The problem is, it’s not an approach backed up by science. Australia’s chief medical officer has claimed there is no public-health justification for travel restrictions, while the ECDC, Europe’s infectious disease body, has branded screenings and travel measures as “unjustified”.  

Other experts point to the emergence of the new Kraken subvariant in the US as proof that new variants of concern – and ones far better at evading our immunity – can spring up anywhere the virus is in wide circulation.  

What’s required is a strategy that works for any emergent concern from any country, not just knee-jerk responses that pick and choose. New or potential variants from the US and China should be a wake-up call that efforts to roll back surveillance across the globe were premature. Instead, we need continued investment in genomic sequencing and global data-sharing – including platforms like the Global Pathogen Analysis Service, which delivers a global solution to standardise how genomic-sequence data from any sequencing methodology is processed and analysed.  

But what does this all mean in the most immediate sense?
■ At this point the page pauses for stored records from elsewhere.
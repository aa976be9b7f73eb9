//! Feature Extractor
//!
//! Normalized cookie → 20-slot vector. Pure and deterministic given the
//! context (hostname, now) and the configured lists.

use crate::constants::ONE_YEAR_SECS;
use crate::logic::config::RiskConfig;
use crate::logic::cookie::{CookieRecord, SameSite};
use crate::logic::threat::ScanContext;
use super::heuristics::{
    contains_url, has_special_char, looks_like_base64, overall_suspicion, shannon_entropy,
};
use super::layout::FEATURE_COUNT;
use super::vector::FeatureVector;

fn flag(b: bool) -> f32 {
    if b {
        1.0
    } else {
        0.0
    }
}

/// Extract the feature vector for one cookie
pub fn extract(cookie: &CookieRecord, ctx: &ScanContext, config: &RiskConfig) -> FeatureVector {
    let mut f = [0.0f32; FEATURE_COUNT];

    let name_len = cookie.name.chars().count();
    let value_len = cookie.value.chars().count();

    f[0] = name_len as f32 / 50.0;
    f[1] = value_len as f32 / 1000.0;
    f[2] = cookie.domain.matches('.').count() as f32 / 5.0;
    f[3] = flag(cookie.is_third_party(&ctx.hostname));
    f[4] = flag(cookie.secure);
    f[5] = flag(cookie.http_only);

    if let Some(expires) = cookie.expiration_date {
        let remaining = expires - ctx.now;
        f[6] = (remaining / ONE_YEAR_SECS).clamp(0.0, 1.0) as f32;
        f[15] = flag(expires > ctx.now + ONE_YEAR_SECS);
    }

    f[7] = flag(config.matches_tracking_name(&cookie.name));
    f[8] = (shannon_entropy(&cookie.value) / 8.0) as f32;
    f[9] = flag(looks_like_base64(&cookie.value));
    f[10] = flag(cookie.name.chars().any(|c| c.is_ascii_digit()));
    f[11] = flag(has_special_char(&cookie.name));

    if !cookie.path.is_empty() {
        f[12] = cookie.path.matches('/').count() as f32 / 10.0;
    }

    f[13] = match cookie.same_site {
        SameSite::None => 1.0,
        SameSite::Lax => 0.5,
        SameSite::Strict | SameSite::Unset => 0.0,
    };

    f[14] = flag(cookie.domain.starts_with('.'));
    f[16] = flag(config.matches_ad_network(&cookie.domain));
    f[17] = flag(contains_url(&cookie.value));
    f[18] = flag(config.matches_identity_name(&cookie.name));
    f[19] = overall_suspicion(cookie);

    FeatureVector::from_values(f)
}
//! Batch Orchestrator
//!
//! Classifies every cookie independently (bounded fan-out on tokio tasks),
//! then aggregates. A scan is all-or-nothing: dropping the future aborts
//! the outstanding tasks and nothing partial is ever returned.

use std::sync::Arc;

use serde::{Deserialize, Serialize};
use serde_json::Value;
use tokio::sync::Semaphore;
use tokio::task::JoinSet;

use crate::logic::config::RiskConfig;
use crate::logic::cookie::{
    normalize_value, removal_url, CookieId, CookieRecord, CookieStore, StoreError,
};
use crate::logic::model::PredictiveAdapter;
use crate::logic::threat::{self, ClassificationResult, RiskLevel, ScanContext};

// ============================================================================
// BATCH RESULT
// ============================================================================

#[derive(Debug, Clone, Serialize, Deserialize)]
pub struct ScanEntry {
    pub id: CookieId,
    /// Display bucket for the result (popup badge)
    pub level: RiskLevel,
    pub result: ClassificationResult,
}

impl ScanEntry {
    pub fn new(id: CookieId, result: ClassificationResult) -> Self {
        Self {
            id,
            level: result.level(),
            result,
        }
    }
}

/// Results for one scan, in input order, plus aggregate counts
#[derive(Debug, Clone, Default, Serialize, Deserialize)]
pub struct BatchResult {
    pub entries: Vec<ScanEntry>,
    pub total: usize,
    pub malicious: usize,
    /// Suspicious but not malicious
    pub suspicious: usize,
}

impl BatchResult {
    pub fn from_entries(entries: Vec<ScanEntry>) -> Self {
        let malicious = entries.iter().filter(|e| e.result.is_malicious).count();
        let suspicious = entries
            .iter()
            .filter(|e| e.result.is_suspicious && !e.result.is_malicious)
            .count();

        Self {
            total: entries.len(),
            malicious,
            suspicious,
            entries,
        }
    }

    /// Result for a cookie identity (last one wins on duplicates)
    pub fn get(&self, id: &CookieId) -> Option<&ClassificationResult> {
        self.entries.iter().rev().find(|e| &e.id == id).map(|e| &e.result)
    }

    /// `(name, domain)` of malicious cookies, input order
    pub fn malicious_identities(&self) -> Vec<(String, String)> {
        self.entries
            .iter()
            .filter(|e| e.result.is_malicious)
            .map(|e| (e.id.name.clone(), e.id.domain.clone()))
            .collect()
    }
}

// ============================================================================
// SCANNER
// ============================================================================

pub struct CookieScanner {
    adapter: Arc<PredictiveAdapter>,
    max_concurrency: usize,
}

fn default_concurrency() -> usize {
    std::thread::available_parallelism()
        .map(|n| n.get())
        .unwrap_or(4)
}

impl CookieScanner {
    pub fn new(adapter: Arc<PredictiveAdapter>) -> Self {
        Self {
            adapter,
            max_concurrency: default_concurrency(),
        }
    }

    /// Scanner without a predictive backend
    pub fn rule_based(config: Arc<RiskConfig>) -> Self {
        Self::new(PredictiveAdapter::rule_based_only(config))
    }

    pub fn with_concurrency(mut self, max: usize) -> Self {
        self.max_concurrency = max.max(1);
        self
    }

    pub fn adapter(&self) -> &Arc<PredictiveAdapter> {
        &self.adapter
    }

    /// Classify every cookie and aggregate
    pub async fn scan(&self, cookies: &[CookieRecord], ctx: &ScanContext) -> BatchResult {
        if cookies.is_empty() {
            return BatchResult::default();
        }

        let semaphore = Arc::new(Semaphore::new(self.max_concurrency));
        let shared_ctx = Arc::new(ctx.clone());
        let mut tasks = JoinSet::new();

        for (index, cookie) in cookies.iter().cloned().enumerate() {
            let adapter = Arc::clone(&self.adapter);
            let ctx = Arc::clone(&shared_ctx);
            let semaphore = Arc::clone(&semaphore);

            tasks.spawn(async move {
                let _permit = semaphore.acquire_owned().await.ok();
                let result = adapter.classify(&cookie, &ctx).await;
                (index, result)
            });
        }

        let mut results: Vec<Option<ClassificationResult>> = vec![None; cookies.len()];
        while let Some(joined) = tasks.join_next().await {
            match joined {
                Ok((index, result)) => results[index] = Some(result),
                Err(e) => log::error!("Classification task failed: {}", e),
            }
        }

        let entries = cookies
            .iter()
            .zip(results)
            .map(|(cookie, result)| {
                // A lost task still gets a verdict
                let result =
                    result.unwrap_or_else(|| threat::classify(cookie, ctx, self.adapter.config()));
                ScanEntry::new(cookie.id(), result)
            })
            .collect();

        let batch = BatchResult::from_entries(entries);
        log::debug!(
            "Scanned {} cookies for {}: {} malicious, {} suspicious",
            batch.total,
            ctx.hostname,
            batch.malicious,
            batch.suspicious
        );
        batch
    }

    /// Normalize raw JSON cookies, then scan
    pub async fn scan_raw(&self, raw: &[Value], ctx: &ScanContext) -> BatchResult {
        let cookies: Vec<CookieRecord> = raw.iter().map(normalize_value).collect();
        self.scan(&cookies, ctx).await
    }

    /// Triage without page context (quick scorer), synchronous
    pub fn quick_scan(&self, cookies: &[CookieRecord]) -> BatchResult {
        let config = self.adapter.config();
        let entries = cookies
            .iter()
            .map(|cookie| ScanEntry::new(cookie.id(), threat::classify_quick(cookie, config)))
            .collect();
        BatchResult::from_entries(entries)
    }

    /// Identities the quick scorer flags as malicious (no page context)
    pub fn quick_block(&self, cookies: &[CookieRecord]) -> Vec<(String, String)> {
        self.quick_scan(cookies).malicious_identities()
    }

    /// Identities to remove; removal itself is the store's job
    pub async fn block_malicious(
        &self,
        cookies: &[CookieRecord],
        ctx: &ScanContext,
    ) -> Vec<(String, String)> {
        self.scan(cookies, ctx).await.malicious_identities()
    }

    /// Scan the store's cookies for `url` and remove the malicious ones.
    ///
    /// Returns the identities actually removed; individual removal
    /// failures are logged and skipped.
    pub async fn block_malicious_in(
        &self,
        store: &dyn CookieStore,
        url: &str,
    ) -> Result<Vec<(String, String)>, StoreError> {
        let raw = store.get_all(url)?;
        let cookies: Vec<CookieRecord> = raw.iter().map(normalize_value).collect();
        let ctx = ScanContext::from_url(url);

        let mut removed = Vec::new();
        for (name, domain) in self.block_malicious(&cookies, &ctx).await {
            match store.remove(&removal_url(&domain), &name) {
                Ok(()) => removed.push((name, domain)),
                Err(e) => log::warn!("Block failed: {}", e),
            }
        }

        log::info!("Blocked {} malicious cookies for {}", removed.len(), ctx.hostname);
        Ok(removed)
    }
}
Blanket testing travellers from China – let alone completely banning them – is an overly stringent approach that risks unduly upsetting relations with China and, just as importantly, stoking discrimination.  

But that’s not to say we should take our eye off the ball. A big part of this will be monitoring surveillance efforts in China itself, watching how authorities address criticisms over sample sizes or transparency in coming months. China needs to be proactive partner in global knowledge sharing, supplying transparent, timely and comprehensive data. 

And at our own borders, countries should still explore voluntary random sampling schemes, or even more innovative and less intrusive systems like monitoring waste water from planes. Underpinning this all should be plans for how to quickly reactivate testing, PPE and vaccine apparatuses in a worst-case scenario and above all a recognition that, as GISAID’s chief executive puts it, this is a time to “trust science over politics”.